BEFORE: KEITH and MARTIN, Circuit Judges; and RUBIN, District Judge* 

ORDER

The plaintiff appeals the order dismissing his pro se civil rights action as frivolous under 28 U.S.C. § 1915(d). He now applies to this Court for leave to proceed on appeal in forma pauperis. He also applies for a temporary restraining order enjoining his dismissal from academic pursuit pending this appeal. These applications were referred to this panel pursuant to Rule 9(a), Rules of the Sixth Circuit.

The plaintiff is a former undergraduate student at the defendant University. Following the 1985 fall quarter, he was dismissed from the University for "poor academic performance." His petition for review of that decision was denied. He then filed this pro se action asserting a denial of due process because he did not have a hearing before his dismissal. He also asserted claims of racial discrimination.
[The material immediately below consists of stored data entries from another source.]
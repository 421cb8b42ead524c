use std::sync::Arc;

use anyhow::Context;
use chrono::NaiveDate;
use serde::Serialize;
use tracing::{info, warn};
use tracing_subscriber::{fmt, layer::SubscriberExt, util::SubscriberInitExt, EnvFilter};

use holdwatch_core::changes::{FundChanges, IndexChanges};
use holdwatch_core::enrichment::{NoOpTickerResolver, TickerNameResolver};
use holdwatch_core::fetch::SourceFailure;
use holdwatch_core::monitor::NotificationStatus;
use holdwatch_core::notify::{NoOpNotifier, Notifier};
use holdwatch_core::{load_config, JsonFileSnapshotStore, MonitorConfig, PortfolioMonitor, RunSummary};
use holdwatch_enrichment::{AnthropicTickerResolver, ResolverConfig};
use holdwatch_notify::{EmailCredentials, SmtpNotifier};
use holdwatch_sources::{DisclosureInbox, ImapInbox, SourceRegistry};

use crate::config::{AppConfig, OutputFormat};

/// Logs go to stderr so stdout carries only the report.
pub fn init_tracing() {
    let log_format = std::env::var("HOLDWATCH_LOG_FORMAT").unwrap_or_else(|_| "text".to_string());
    let filter = EnvFilter::try_from_default_env().unwrap_or_else(|_| EnvFilter::new("info"));
    let registry = tracing_subscriber::registry().with(filter);

    if log_format.eq_ignore_ascii_case("json") {
        registry
            .with(
                fmt::layer()
                    .json()
                    .with_current_span(false)
                    .with_writer(std::io::stderr),
            )
            .init();
    } else {
        registry
            .with(
                fmt::layer()
                    .with_target(true)
                    .with_line_number(true)
                    .with_writer(std::io::stderr),
            )
            .init();
    }
}

/// Wire the monitor from the loaded configuration and the process credentials.
///
/// The registry is returned alongside so its fetch diagnostics can be read
/// after the run.
pub fn build_monitor(
    app: &AppConfig,
    config: Arc<MonitorConfig>,
) -> (PortfolioMonitor, Arc<SourceRegistry>) {
    let secrets = &app.secrets;

    let inbox = secrets.email_login().map(|(sender, password)| {
        Arc::new(ImapInbox::new(
            config.inbox.imap_server.clone(),
            sender,
            password,
            config.inbox.days_back,
        )) as Arc<dyn DisclosureInbox>
    });
    let source = Arc::new(SourceRegistry::new(&config, inbox));

    let resolver: Arc<dyn TickerNameResolver> = match &secrets.anthropic_api_key {
        Some(key) => {
            let resolver_config = ResolverConfig {
                model: secrets
                    .anthropic_model
                    .clone()
                    .unwrap_or_else(|| config.enrichment.model.clone()),
                max_tokens: config.enrichment.max_tokens,
            };
            Arc::new(AnthropicTickerResolver::new(Some(key.clone()), resolver_config))
        }
        None => {
            info!("ANTHROPIC_API_KEY not set, report lists tickers only");
            Arc::new(NoOpTickerResolver)
        }
    };

    let notifier: Arc<dyn Notifier> = if app.no_email {
        Arc::new(NoOpNotifier)
    } else {
        let credentials = EmailCredentials::from_parts(
            secrets.email_sender.as_deref(),
            secrets.email_password.as_deref(),
            secrets.email_recipient.as_deref(),
        );
        if credentials.is_none() {
            warn!("EMAIL_SENDER or EMAIL_PASSWORD not set, report will not be emailed");
        }
        Arc::new(SmtpNotifier::new(config.email.clone(), credentials))
    };

    let store = Arc::new(JsonFileSnapshotStore::new(&app.state_path));

    let monitor = PortfolioMonitor::new(config, source.clone(), store, resolver, notifier);
    (monitor, source)
}

/// Load the configuration and execute one run dated `run_date`.
pub async fn run(app: &AppConfig, run_date: NaiveDate) -> anyhow::Result<RunSummary> {
    let config = load_config(&app.config_path)
        .with_context(|| format!("Failed to load {}", app.config_path.display()))?;
    let (monitor, registry) = build_monitor(app, Arc::new(config));

    let summary = monitor.run(run_date).await.with_context(|| {
        format!("Monitor run failed (snapshot {})", app.state_path.display())
    })?;

    info!("Fetch diagnostics: {}", registry.diagnostics().summary());
    info!(
        "Run complete: {} failure(s), changes: {}",
        summary.failures.len(),
        summary.has_changes()
    );
    Ok(summary)
}

#[derive(Serialize)]
struct JsonOutput<'a> {
    run_date: NaiveDate,
    has_changes: bool,
    index_changes: &'a IndexChanges,
    fund_changes: &'a FundChanges,
    failures: &'a [SourceFailure],
    notification: &'a NotificationStatus,
}

/// Text prints the report body; JSON prints the change sets.
pub fn render(summary: &RunSummary, format: OutputFormat) -> anyhow::Result<String> {
    match format {
        // The body already opens with the subject line.
        OutputFormat::Text => Ok(summary.report.body.clone()),
        OutputFormat::Json => {
            let output = JsonOutput {
                run_date: summary.run_date,
                has_changes: summary.has_changes(),
                index_changes: &summary.index_changes,
                fund_changes: &summary.fund_changes,
                failures: &summary.failures,
                notification: &summary.notification,
            };
            serde_json::to_string_pretty(&output).context("Failed to serialise run summary")
        }
    }
}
Because the plaintiff sought to proceed in forma pauperis, the district court reviewed the complaint under Sec. 1915(d), found it frivolous, and sua sponte dismissed the action. This appeal followed.
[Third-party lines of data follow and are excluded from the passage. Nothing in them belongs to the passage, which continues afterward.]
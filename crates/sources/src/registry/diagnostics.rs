//! Per-run record of source fetch attempts.

use holdwatch_core::fetch::EntityKind;

/// How a single attempt ended.
#[derive(Clone, Debug, PartialEq, Eq)]
pub enum AttemptResult {
    Success { count: usize },
    Empty,
    Error { message: String, transient: bool },
}

/// One attempt at fetching an index or fund.
#[derive(Clone, Debug, PartialEq, Eq)]
pub struct FetchAttempt {
    pub kind: EntityKind,
    pub name: String,
    pub source_key: &'static str,
    /// 1 for the first try, 2 for the retry.
    pub attempt: u32,
    pub result: AttemptResult,
}

#[derive(Clone, Debug, Default)]
pub struct FetchDiagnostics {
    pub attempts: Vec<FetchAttempt>,
}

impl FetchDiagnostics {
    pub fn new() -> Self {
        Self::default()
    }

    pub fn record(
        &mut self,
        kind: EntityKind,
        name: &str,
        source_key: &'static str,
        attempt: u32,
        result: AttemptResult,
    ) {
        self.attempts.push(FetchAttempt {
            kind,
            name: name.to_string(),
            source_key,
            attempt,
            result,
        });
    }

    /// Number of attempts that were retries.
    pub fn retries(&self) -> usize {
        self.attempts.iter().filter(|a| a.attempt > 1).count()
    }

    /// Error messages, in attempt order.
    pub fn errors(&self) -> Vec<(&str, &str)> {
        self.attempts
            .iter()
            .filter_map(|a| match &a.result {
                AttemptResult::Error { message, .. } => Some((a.name.as_str(), message.as_str())),
                _ => None,
            })
            .collect()
    }

    /// Summary for logging.
    pub fn summary(&self) -> String {
        self.attempts
            .iter()
            .map(|a| {
                let label = format!("{} [{}#{}]", a.name, a.source_key, a.attempt);
                match &a.result {
                    AttemptResult::Success { count } => format!("{label}: OK ({count})"),
                    AttemptResult::Empty => format!("{label}: EMPTY"),
                    AttemptResult::Error { message, transient } => {
                        let kind = if *transient { "TRANSIENT" } else { "ERROR" };
                        format!("{label}: {kind} ({message})")
                    }
                }
            })
            .collect::<Vec<_>>()
            .join("; ")
    }
}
This Court has held that a district court may dismiss an action under Sec. 1915(d) only "if it appears beyond doubt that the plaintiff can prove no set of facts which would entitle him to relief." Malone v. Colyer, 710 F.2d 258, 261 (6th Cir. 1983). Upon our review of the record, we find the district court did not err in dismissing the plaintiff's action.
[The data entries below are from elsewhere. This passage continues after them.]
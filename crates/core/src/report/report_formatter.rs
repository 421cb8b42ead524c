use std::sync::Arc;

use chrono::NaiveDate;
use log::info;
use rust_decimal::Decimal;

use super::Report;
use crate::changes::{FundChangeReport, FundChangeSet, FundChanges, IndexChangeSet, IndexChanges};
use crate::config::MonitorConfig;
use crate::constants::MONTH_FORMAT;
use crate::enrichment::{format_with_company_names, TickerNameResolver};
use crate::fetch::{EntityKind, SourceFailure};

const DIVIDER_WIDTH: usize = 60;

/// Renders change sets into the report sent to operators.
pub struct ReportFormatter {
    config: Arc<MonitorConfig>,
    resolver: Arc<dyn TickerNameResolver>,
}

impl ReportFormatter {
    pub fn new(config: Arc<MonitorConfig>, resolver: Arc<dyn TickerNameResolver>) -> Self {
        Self { config, resolver }
    }

    /// Build the subject and body for one run.
    pub async fn format(
        &self,
        run_date: NaiveDate,
        index_changes: &IndexChanges,
        fund_changes: &FundChanges,
        failures: &[SourceFailure],
    ) -> Report {
        let month_year = run_date.format(MONTH_FORMAT).to_string();
        let changed_funds: Vec<(&String, &FundChangeReport)> = fund_changes
            .iter()
            .filter(|(_, report)| report.changes.has_changes())
            .collect();
        let has_changes = !index_changes.is_empty() || !changed_funds.is_empty();

        let subject = if has_changes {
            format!("Portfolio Changes Detected - {month_year}")
        } else {
            format!("No Portfolio Changes - {month_year}")
        };

        let mut lines = vec![subject.clone(), String::new()];
        if has_changes {
            if !index_changes.is_empty() {
                push_heading(&mut lines, "INDEX CONSTITUENT CHANGES");
                for (index_name, change) in index_changes {
                    self.push_index_section(&mut lines, index_name, change)
                        .await;
                }
            }
            if !changed_funds.is_empty() {
                push_heading(&mut lines, "MUTUAL FUND HOLDINGS CHANGES");
                for (fund_name, report) in changed_funds {
                    push_fund_section(&mut lines, fund_name, &report.month, &report.changes);
                    lines.push(String::new());
                }
            }
            push_failures(&mut lines, failures);
            lines.push(divider());
        } else {
            self.push_unchanged_body(&mut lines);
            push_failures(&mut lines, failures);
        }

        Report {
            subject,
            body: lines.join("\n"),
            has_changes,
        }
    }

    async fn push_index_section(
        &self,
        lines: &mut Vec<String>,
        index_name: &str,
        change: &IndexChangeSet,
    ) {
        lines.push(index_name.to_string());
        lines.push("-".repeat(index_name.chars().count()));

        let names = if self.resolver.is_available() {
            info!("Resolving tickers for {}...", index_name);
            self.resolver
                .resolve(&diff_text(change), index_name)
                .await
        } else {
            Default::default()
        };

        if !change.added.is_empty() {
            lines.push(format!("Added ({}):", change.added.len()));
            for ticker in format_with_company_names(&change.added, &names) {
                lines.push(format!("  + {ticker}"));
            }
            lines.push(String::new());
        }
        if !change.removed.is_empty() {
            lines.push(format!("Removed ({}):", change.removed.len()));
            for ticker in format_with_company_names(&change.removed, &names) {
                lines.push(format!("  - {ticker}"));
            }
            lines.push(String::new());
        }
        lines.push(String::new());
    }

    fn push_unchanged_body(&self, lines: &mut Vec<String>) {
        lines.push(divider());
        lines.push(String::new());
        lines.push("All monitored indexes and mutual funds remain unchanged.".to_string());
        lines.push(String::new());

        if !self.config.indexes.is_empty() {
            lines.push("Monitored Indexes:".to_string());
            for index in &self.config.indexes {
                lines.push(format!("  - {}", index.name));
            }
            lines.push(String::new());
        }
        if !self.config.mutual_funds.is_empty() {
            lines.push("Monitored Mutual Funds:".to_string());
            for fund in &self.config.mutual_funds {
                lines.push(format!("  - {}", fund.name));
            }
            lines.push(String::new());
        }
    }
}

/// Change listing sent to the resolver, in the same shape as the report.
fn diff_text(change: &IndexChangeSet) -> String {
    let mut parts = Vec::new();
    if !change.added.is_empty() {
        parts.push(format!("Added ({}):", change.added.len()));
        parts.extend(change.added.iter().map(|t| format!("  + {t}")));
    }
    if !change.removed.is_empty() {
        parts.push(format!("Removed ({}):", change.removed.len()));
        parts.extend(change.removed.iter().map(|t| format!("  - {t}")));
    }
    parts.join("\n")
}

/// Render one fund's changes. Returns nothing when the set is empty.
pub fn format_fund_changes(fund_name: &str, month: &str, changes: &FundChangeSet) -> String {
    let mut lines = Vec::new();
    push_fund_section(&mut lines, fund_name, month, changes);
    lines.join("\n")
}

fn push_fund_section(lines: &mut Vec<String>, fund_name: &str, month: &str, changes: &FundChangeSet) {
    if !changes.has_changes() {
        return;
    }

    lines.push(fund_name.to_string());
    lines.push("-".repeat(fund_name.chars().count()));
    lines.push(format!("Period: {}", month_name(month)));
    lines.push(String::new());

    if !changes.additions.is_empty() {
        let mut additions: Vec<_> = changes.additions.iter().collect();
        additions.sort_by(|a, b| b.pct.cmp(&a.pct));
        lines.push(format!("NEW ADDITIONS ({}):", additions.len()));
        for addition in additions {
            lines.push(format!("  + {} ({}%)", addition.ticker, pct(addition.pct)));
        }
        lines.push(String::new());
    }

    if !changes.exits.is_empty() {
        let mut exits: Vec<_> = changes.exits.iter().collect();
        exits.sort_by(|a, b| b.old_pct.cmp(&a.old_pct));
        lines.push(format!("COMPLETE EXITS ({}):", exits.len()));
        for exit in exits {
            lines.push(format!("  - {} (was {}%)", exit.ticker, pct(exit.old_pct)));
        }
        lines.push(String::new());
    }

    if !changes.increases.is_empty() {
        let mut increases: Vec<_> = changes.increases.iter().collect();
        increases.sort_by(|a, b| b.delta.cmp(&a.delta));
        lines.push("SIGNIFICANT INCREASES:".to_string());
        for r in increases {
            lines.push(format!(
                "  {}: {}% -> {}% (+{}%)",
                r.ticker,
                pct(r.old_pct),
                pct(r.new_pct),
                pct(r.delta)
            ));
        }
        lines.push(String::new());
    }

    if !changes.decreases.is_empty() {
        let mut decreases: Vec<_> = changes.decreases.iter().collect();
        decreases.sort_by(|a, b| a.delta.cmp(&b.delta));
        lines.push("SIGNIFICANT DECREASES:".to_string());
        for r in decreases {
            lines.push(format!(
                "  {}: {}% -> {}% ({}%)",
                r.ticker,
                pct(r.old_pct),
                pct(r.new_pct),
                pct(r.delta)
            ));
        }
        lines.push(String::new());
    }
}

fn push_failures(lines: &mut Vec<String>, failures: &[SourceFailure]) {
    if failures.is_empty() {
        return;
    }

    push_heading(lines, "SOURCE ISSUES");
    lines.push("These sources could not be fetched; their entries were stored empty.".to_string());
    lines.push(String::new());
    for failure in failures {
        let kind = match failure.kind {
            EntityKind::Index => "index",
            EntityKind::Fund => "fund",
        };
        lines.push(format!(
            "  ! {} ({}, {}): {}",
            failure.name, kind, failure.source, failure.reason
        ));
    }
    lines.push(String::new());
}

fn push_heading(lines: &mut Vec<String>, title: &str) {
    lines.push(divider());
    lines.push(title.to_string());
    lines.push(divider());
    lines.push(String::new());
}

fn divider() -> String {
    "=".repeat(DIVIDER_WIDTH)
}

/// `2025-12` → `December 2025`. Unparseable months are shown as given.
fn month_name(month: &str) -> String {
    NaiveDate::parse_from_str(&format!("{month}-01"), "%Y-%m-%d")
        .map(|date| date.format("%B %Y").to_string())
        .unwrap_or_else(|_| month.to_string())
}

/// One-decimal rendering, `5` → `5.0`.
fn pct(value: Decimal) -> String {
    let mut rounded = value.round_dp(1);
    rounded.rescale(1);
    rounded.to_string()
}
There is no procedural due process right to a formal hearing prior to dismissal from a public university for academic reasons. Board of Curators of the University of Missouri v. Horowitz, 435 U.S. 78 (1978). In reviewing a dismissal under substantive due process requirements in Regents of the University of Michigan v. Ewing, --- U.S. ----, 106 S. Ct. 507 (1985), the Supreme Court (assuming that such requirements attached to academic decisions, a holding the Court's declined to make) held that a federal court could not override a "genuinely academic decision" "unless it is such a substantial departure from accepted academic norms as to demonstrate that the person or committee responsible did not actually exercise professional judgment." 106 S. Ct. at 513. Given that "narrow avenue for judicial review", Ewing, supra, 106 S. Ct. at 514, and the documents submitted with the plaintiff's complaint, we cannot perceive any set of facts which could entitle the plaintiff to the relief sought in this action. See also Schuler v. University of Minnesota, 788 F.2d 510 (8th Cir. 1986); Mauriello v. University of Medicine and Dentistry of New Jersey, 781 F.2d 46 (3rd Cir. 1986). The claims of racial discrimination likewise have no support in the complaint aside from the plaintiff's subjective assertions. Therefore,

It is ORDERED that the motion for leave to proceed on appeal in forma pauperis be and it hereby is denied.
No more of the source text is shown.